>>>>>

//! LLM client boundary.
//!
//! Nodes depend on [`LlmClient`]: `complete` returns assistant text and optional tool
//! calls, `complete_structured` returns a JSON value shaped by an [`OutputSchema`].
//! Provider clients live outside this crate; [`MockLlm`] scripts responses for tests.

mod mock;

pub use mock::{MockLlm, StructuredFn};

use async_trait::async_trait;
use serde::de::DeserializeOwned;
use serde::{Deserialize, Serialize};
use serde_json::Value;
use thiserror::Error;

use crate::error::AgentError;
use crate::message::{Message, ToolCall};
use crate::tool_source::ToolSpec;

/// Provider failures. Propagated to the calling node, never retried here.
#[derive(Debug, Error)]
pub enum LlmError {
    #[error("llm provider error: {0}")]
    Provider(String),
    #[error("llm returned invalid response: {0}")]
    InvalidResponse(String),
    #[error("llm returned no response")]
    NoResponse,
}

/// Token usage for one call (prompt + completion).
#[derive(Clone, Debug, Default, PartialEq, Serialize, Deserialize)]
pub struct LlmUsage {
    pub prompt_tokens: u32,
    pub completion_tokens: u32,
    pub total_tokens: u32,
}

/// Assistant text plus the tool calls requested in this turn.
#[derive(Clone, Debug, Default, PartialEq)]
pub struct LlmResponse {
    pub content: String,
    /// Empty means the model answered without tools.
    pub tool_calls: Vec<ToolCall>,
    pub usage: Option<LlmUsage>,
}

impl LlmResponse {
    pub fn text(content: impl Into<String>) -> Self {
        Self {
            content: content.into(),
            ..Self::default()
        }
    }

    pub fn with_tool_calls(content: impl Into<String>, tool_calls: Vec<ToolCall>) -> Self {
        Self {
            content: content.into(),
            tool_calls,
            usage: None,
        }
    }

    /// Assistant message for the conversation history.
    pub fn into_message(self) -> Message {
        if self.tool_calls.is_empty() {
            Message::assistant(self.content)
        } else {
            Message::assistant_with_tool_calls(self.content, self.tool_calls)
        }
    }
}

/// Per-call options for `complete`.
#[derive(Clone, Debug, Default)]
pub struct CompletionOptions {
    /// Tools the model may call. Empty disables tool calling.
    pub tools: Vec<ToolSpec>,
    pub temperature: Option<f32>,
}

impl CompletionOptions {
    pub fn with_tools(tools: Vec<ToolSpec>) -> Self {
        Self {
            tools,
            temperature: None,
        }
    }
}

/// JSON Schema the model's structured answer must follow.
#[derive(Clone, Debug, PartialEq)]
pub struct OutputSchema {
    /// Function-style name, e.g. `"grade"`.
    pub name: String,
    pub description: String,
    pub schema: Value,
}

impl OutputSchema {
    pub fn new(name: impl Into<String>, description: impl Into<String>, schema: Value) -> Self {
        Self {
            name: name.into(),
            description: description.into(),
            schema,
        }
    }
}

/// Chat model capability.
///
/// **Interaction**: held as `Arc<dyn LlmClient>` by retrieval, planning and worker nodes.
#[async_trait]
pub trait LlmClient: Send + Sync {
    /// One chat turn.
    async fn complete(
        &self,
        messages: &[Message],
        options: &CompletionOptions,
    ) -> Result<LlmResponse, LlmError>;

    /// One chat turn whose answer is a JSON value following `schema`.
    async fn complete_structured(
        &self,
        messages: &[Message],
        schema: &OutputSchema,
    ) -> Result<Value, LlmError>;
}

/// Calls `complete_structured` and deserializes the answer.
///
/// Shape mismatches are `AgentError::StructuredOutput`; nothing is coerced.
pub async fn structured<T: DeserializeOwned>(
    llm: &dyn LlmClient,
    messages: &[Message],
    schema: &OutputSchema,
) -> Result<T, AgentError> {
    let value = llm.complete_structured(messages, schema).await?;
    serde_json::from_value(value)
        .map_err(|e| AgentError::StructuredOutput(format!("{}: {}", schema.name, e)))
}
//! Retrieve node: runs every generated query concurrently and collects the documents.

use std::sync::Arc;

use async_trait::async_trait;
use futures::future::{join_all, BoxFuture};
use futures::FutureExt;
use serde_json::json;

use crate::error::AgentError;
use crate::graph::{GraphState, Node, NodeOutput, RunContext, StateUpdate};
use crate::state::{ChatState, DOCUMENTS, LAST_NODE};

use super::{Document, RetrievalError, Retriever};

pub const RETRIEVE: &str = "retrieve";

/// Writes the documents of all queries to `documents`.
///
/// A failing query is logged and contributes nothing; its siblings are unaffected.
pub struct RetrieveNode {
    retriever: Arc<Retriever>,
}

impl RetrieveNode {
    pub fn new(retriever: Arc<Retriever>) -> Self {
        Self { retriever }
    }
}

#[async_trait]
impl Node for RetrieveNode {
    fn id(&self) -> &str {
        RETRIEVE
    }

    async fn run(&self, state: &GraphState, _ctx: &RunContext) -> Result<NodeOutput, AgentError> {
        let chat = ChatState::from_state(state)?;
        let queries = chat.queries.unwrap_or_default();
        let flags = &chat.flags;

        let mut searches: Vec<(&str, BoxFuture<'_, Result<Vec<Document>, RetrievalError>>)> =
            Vec::new();
        for q in queries.vector_store_queries.iter().flatten() {
            searches.push((q.as_str(), self.retriever.vector_search(q, flags).boxed()));
        }
        for q in queries.web_search_queries.iter().flatten() {
            searches.push((q.as_str(), self.retriever.web_search(q).boxed()));
        }
        let (labels, futures): (Vec<_>, Vec<_>) = searches.into_iter().unzip();

        let mut documents = Vec::new();
        for (query, result) in labels.into_iter().zip(join_all(futures).await) {
            match result {
                Ok(docs) => documents.extend(docs),
                Err(error) => tracing::warn!(query, %error, "retrieval query failed; skipping"),
            }
        }
        tracing::debug!(documents = documents.len(), "retrieved");

        Ok(StateUpdate::new()
            .write(DOCUMENTS, &documents)?
            .set(LAST_NODE, json!(RETRIEVE))
            .into())
    }
}
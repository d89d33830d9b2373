//! `.env` parsing into a key-value map. Applying to the environment happens in `lib.rs`.

use std::collections::HashMap;
use std::path::{Path, PathBuf};

fn dotenv_path(override_dir: Option<&Path>) -> Option<PathBuf> {
    let dir = match override_dir {
        Some(d) => d.to_path_buf(),
        None => std::env::current_dir().ok()?,
    };
    let path = dir.join(".env");
    path.is_file().then_some(path)
}

fn unquote(raw: &str) -> String {
    let bytes = raw.as_bytes();
    if bytes.len() >= 2 {
        match (bytes[0], bytes[bytes.len() - 1]) {
            (b'"', b'"') => return raw[1..raw.len() - 1].replace("\\\"", "\""),
            (b'\'', b'\'') => return raw[1..raw.len() - 1].to_string(),
            _ => {}
        }
    }
    raw.to_string()
}

/// One `KEY=VALUE` per line. Blank lines and `#` lines are skipped, an optional
/// `export ` prefix is dropped, values may be single- or double-quoted.
fn parse_dotenv(content: &str) -> HashMap<String, String> {
    content
        .lines()
        .map(str::trim)
        .filter(|l| !l.is_empty() && !l.starts_with('#'))
        .filter_map(|l| {
            let l = l.strip_prefix("export ").unwrap_or(l);
            let (k, v) = l.split_once('=')?;
            let key = k.trim();
            if key.is_empty() {
                return None;
            }
            Some((key.to_string(), unquote(v.trim())))
        })
        .collect()
}

/// Missing `.env` yields an empty map.
pub fn load_env_map(override_dir: Option<&Path>) -> std::io::Result<HashMap<String, String>> {
    match dotenv_path(override_dir) {
        Some(p) => Ok(parse_dotenv(&std::fs::read_to_string(p)?)),
        None => Ok(HashMap::new()),
    }
}
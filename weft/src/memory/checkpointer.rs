//! Checkpointer trait and CheckpointError.
//!
//! The four operations `get_tuple`, `put`, `put_writes` and `list` are the whole
//! storage contract; any backend that implements them is interchangeable.

use async_trait::async_trait;
use futures::stream::BoxStream;
use serde_json::Value;

use crate::memory::checkpoint::{
    ChannelVersions, Checkpoint, CheckpointMetadata, CheckpointTuple, ListOptions,
};
use crate::memory::config::RunnableConfig;

/// Error type for checkpoint operations.
#[derive(Debug, thiserror::Error)]
pub enum CheckpointError {
    #[error("thread_id required")]
    ThreadIdRequired,
    #[error("checkpoint_id required")]
    CheckpointIdRequired,
    /// Write attempted through a read-only handle.
    #[error("checkpointer is read-only")]
    ReadOnly,
    #[error("serialization: {0}")]
    Serialization(String),
    #[error("storage: {0}")]
    Storage(String),
    #[error("not found: {0}")]
    NotFound(String),
}

pub(crate) fn thread_id_required(config: &RunnableConfig) -> Result<String, CheckpointError> {
    config
        .thread_id
        .clone()
        .ok_or(CheckpointError::ThreadIdRequired)
}

pub(crate) fn checkpoint_id_required(config: &RunnableConfig) -> Result<String, CheckpointError> {
    config
        .checkpoint_id
        .clone()
        .ok_or(CheckpointError::CheckpointIdRequired)
}

/// Lazily hydrated checkpoints, newest first.
pub type CheckpointStream<'a> = BoxStream<'a, Result<CheckpointTuple, CheckpointError>>;

/// Durable, versioned log of graph snapshots keyed by (thread_id, checkpoint_ns, checkpoint_id).
///
/// **Interaction**: injected via `StateGraph::compile_with_checkpointer`; the engine calls
/// `put_writes` as each task finishes and `put` once per superstep.
#[async_trait]
pub trait Checkpointer: Send + Sync {
    /// The checkpoint named by `config.checkpoint_id`, or the latest one of the thread and
    /// namespace. Channel values, pending writes and pending sends are hydrated.
    async fn get_tuple(
        &self,
        config: &RunnableConfig,
    ) -> Result<Option<CheckpointTuple>, CheckpointError>;

    /// Stores blobs for `new_versions` (skipping versions already stored), then inserts the
    /// checkpoint row with parent `config.checkpoint_id`, or patches checkpoint and metadata
    /// when the id already exists. Returns a config pointing at the stored checkpoint.
    async fn put(
        &self,
        config: &RunnableConfig,
        checkpoint: &Checkpoint,
        metadata: &CheckpointMetadata,
        new_versions: &ChannelVersions,
    ) -> Result<RunnableConfig, CheckpointError>;

    /// Records writes of `task_id` against `config.checkpoint_id`.
    async fn put_writes(
        &self,
        config: &RunnableConfig,
        writes: &[(String, Value)],
        task_id: &str,
    ) -> Result<(), CheckpointError>;

    /// Checkpoints of the thread and namespace in descending id order. A `checkpoint_id` in
    /// `config` restricts the listing to that checkpoint.
    async fn list<'a>(
        &'a self,
        config: &RunnableConfig,
        options: ListOptions,
    ) -> Result<CheckpointStream<'a>, CheckpointError>;
}

#[cfg(test)]
mod tests {
    use super::*;

    /// **Scenario**: Display of each CheckpointError variant contains expected keywords.
    #[test]
    fn checkpoint_error_display_all_variants() {
        assert!(CheckpointError::ThreadIdRequired.to_string().contains("thread"));
        assert!(CheckpointError::CheckpointIdRequired.to_string().contains("checkpoint_id"));
        assert!(CheckpointError::ReadOnly.to_string().contains("read-only"));
        assert!(CheckpointError::Serialization("e".into()).to_string().contains("serialization"));
        assert!(CheckpointError::Storage("io".into()).to_string().contains("storage"));
        assert!(CheckpointError::NotFound("id".into()).to_string().contains("not found"));
    }

    #[test]
    fn required_fields() {
        let c = RunnableConfig::default();
        assert!(matches!(thread_id_required(&c), Err(CheckpointError::ThreadIdRequired)));
        let c = RunnableConfig::for_thread("t");
        assert_eq!(thread_id_required(&c).unwrap(), "t");
        assert!(matches!(checkpoint_id_required(&c), Err(CheckpointError::CheckpointIdRequired)));
    }
}
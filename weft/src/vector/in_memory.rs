//! In-memory vector store with cosine similarity. Not persistent.

use async_trait::async_trait;
use dashmap::DashMap;

use crate::retrieval::{Document, RetrievalError};

use super::{MetadataFilter, ScoredDocument, VectorStore};

#[derive(Clone)]
struct VectorEntry {
    document: Document,
    vector: Vec<f32>,
    /// Insertion order; ties in score keep it.
    seq: u64,
}

/// Pure in-memory vector store.
///
/// **Interaction**: used as `Arc<dyn VectorStore>` by the retrieve node and the
/// vectorstore worker.
#[derive(Default)]
pub struct InMemoryVectorStore {
    data: DashMap<String, VectorEntry>,
}

impl InMemoryVectorStore {
    pub fn new() -> Self {
        Self::default()
    }

    pub fn len(&self) -> usize {
        self.data.len()
    }

    pub fn is_empty(&self) -> bool {
        self.data.is_empty()
    }

    /// Returns 0.0 if either vector has zero magnitude.
    fn cosine_similarity(a: &[f32], b: &[f32]) -> f32 {
        let dot: f32 = a.iter().zip(b.iter()).map(|(x, y)| x * y).sum();
        let norm_a: f32 = a.iter().map(|x| x * x).sum::<f32>().sqrt();
        let norm_b: f32 = b.iter().map(|x| x * x).sum::<f32>().sqrt();
        if norm_a == 0.0 || norm_b == 0.0 {
            0.0
        } else {
            dot / (norm_a * norm_b)
        }
    }
}

#[async_trait]
impl VectorStore for InMemoryVectorStore {
    async fn search(
        &self,
        query_vector: &[f32],
        k: usize,
        filter: &MetadataFilter,
    ) -> Result<Vec<ScoredDocument>, RetrievalError> {
        let mut hits: Vec<(f32, u64, Document)> = self
            .data
            .iter()
            .filter(|e| filter.matches(&e.document.metadata))
            .map(|e| {
                (
                    Self::cosine_similarity(query_vector, &e.vector),
                    e.seq,
                    e.document.clone(),
                )
            })
            .collect();
        hits.sort_by(|a, b| {
            b.0.partial_cmp(&a.0)
                .unwrap_or(std::cmp::Ordering::Equal)
                .then(a.1.cmp(&b.1))
        });
        Ok(hits
            .into_iter()
            .take(k)
            .map(|(score, _, document)| ScoredDocument { document, score })
            .collect())
    }

    async fn add_documents(
        &self,
        documents: Vec<Document>,
        vectors: Vec<Vec<f32>>,
    ) -> Result<Vec<String>, RetrievalError> {
        if documents.len() != vectors.len() {
            return Err(RetrievalError::VectorStore(format!(
                "{} documents but {} vectors",
                documents.len(),
                vectors.len()
            )));
        }
        let base = self.data.len() as u64;
        let mut ids = Vec::with_capacity(documents.len());
        for (i, (document, vector)) in documents.into_iter().zip(vectors).enumerate() {
            let id = uuid::Uuid::new_v4().to_string();
            self.data.insert(
                id.clone(),
                VectorEntry {
                    document,
                    vector,
                    seq: base + i as u64,
                },
            );
            ids.push(id);
        }
        Ok(ids)
    }
}

#[cfg(test)]
mod tests {
    use super::*;
    use crate::vector::{index_documents, HashEmbedder, Embedder};
    use serde_json::json;

    fn doc(text: &str, project: &str, source: &str) -> Document {
        Document::new(text).with_metadata("projectId", json!(project)).with_metadata("source", json!(source))
    }

    /// **Scenario**: the closest document ranks first and k bounds the result.
    #[tokio::test]
    async fn search_ranks_by_cosine() {
        let store = InMemoryVectorStore::new();
        let e = HashEmbedder::new(64);
        index_documents(
            &store,
            &e,
            vec![
                doc("tokio runtime scheduler", "p", "a"),
                doc("baking sourdough bread", "p", "b"),
                doc("async runtime in rust", "p", "c"),
            ],
        )
        .await
        .unwrap();
        let q = e.embed("tokio runtime").await.unwrap();
        let hits = store.search(&q, 2, &MetadataFilter::All).await.unwrap();
        assert_eq!(hits.len(), 2);
        assert_eq!(hits[0].document.page_content, "tokio runtime scheduler");
        assert!(hits[0].score >= hits[1].score);
    }

    /// **Scenario**: filters apply before ranking.
    #[tokio::test]
    async fn search_respects_filter() {
        let store = InMemoryVectorStore::new();
        let e = HashEmbedder::new(32);
        index_documents(&store, &e, vec![doc("x", "p1", "a"), doc("x", "p2", "b")])
            .await
            .unwrap();
        let q = e.embed("x").await.unwrap();
        let hits = store
            .search(&q, 3, &MetadataFilter::eq("projectId", "p2"))
            .await
            .unwrap();
        assert_eq!(hits.len(), 1);
        assert_eq!(hits[0].document.metadata["source"], "b");
    }

    #[tokio::test]
    async fn mismatched_vectors_fail() {
        let store = InMemoryVectorStore::new();
        let err = store.add_documents(vec![Document::new("a")], vec![]).await.unwrap_err();
        assert!(matches!(err, RetrievalError::VectorStore(_)));
    }
}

<<<<<

- _Your instructions_:
Wherever the string "BoxStream" turns up in the material, copy the whole line.

- _Task solution_:
use futures::stream::BoxStream;
pub type CheckpointStream<'a> = BoxStream<'a, Result<CheckpointTuple, CheckpointError>>;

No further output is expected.